Appeal from summary judgment for shipowner on third-party action for indemnity from stevedore in longshoreman's negligence action, entered in United States District Court for the Eastern District of New York, Edward R. Neaher, J. Affirmed.
Moore, Feinberg and Van Graafeiland, Circuit Judges.
In this case we again have the three-cornered lawsuit involving an injured longshoreman, the shipowner and the stevedore. The complexity of the issues before us is lessened somewhat because on appeal only the stevedore and the shipowner remain in the litigation, the stevedore appealing from the grant of summary judgment for the shipowner on the latter's third-party complaint, by the United States District Court for the Eastern District of New York, Edward R. Neaher, J. We affirm.
Since the facts of the case are set out in detail in Judge Neaher's thorough opinion, 387 F. Supp. 754, we will discuss them only briefly. Joseph Rodriguez, a longshoreman employed by appellant American Stevedores, Inc. (Stevedore) was injured in July 1967 when he fell through an open hatch square in the upper tween deck of hatch #2 of a vessel owned by appellee Olaf Pedersen's Rederi A/S (Shipowner). Earlier in the day, Rodriguez had worked in that hatch, but the longshoremen had completed their work there and moved on to other tasks in another hatch. Telling his supervisor that he had left his hook and gloves in the #2 hatch, Rodriguez made his way back along a darkened corridor, with only a small penlight for illumination, ignoring a less direct but safer route. In the meantime, at the order of the vessel's chief officer, ship cleaners had removed the covers from the #2 hatch tween deck, which had been covered when the longshoremen were working; the cleaners had also covered the corresponding opening in the weather deck, so that the #2 hatch was now dark. When Rodriguez arrived on the tween deck of the darkened #2 hatch, he tripped and fell through the uncovered opening into the lower hold.

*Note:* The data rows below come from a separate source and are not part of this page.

//! API Module
//!
//! REST surface over the cache service and the match pipeline.

pub mod rest;
pub mod server;

pub use rest::*;
pub use server::*;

At the resulting trial in 1971, a jury found the Shipowner negligent, but reduced Rodriguez's damages from $80,000 to $35,000 because of his contributory negligence. The same jury denied the Shipowner's claim that it was entitled to indemnity from the Stevedore because the latter had breached its warranty of workmanlike performance, but the judge, the late George Rosling, set aside the verdict and ordered a new trial.*fn1 Before the new trial could begin, however, Judge Rosling died, and the case was assigned to Judge Neaher. Neither party had additional evidence to submit, and the Shipowner, contending that on the record of the prior trial it was entitled to indemnity as a matter of law, moved for summary judgment, which was granted. This appeal by the Stevedore followed.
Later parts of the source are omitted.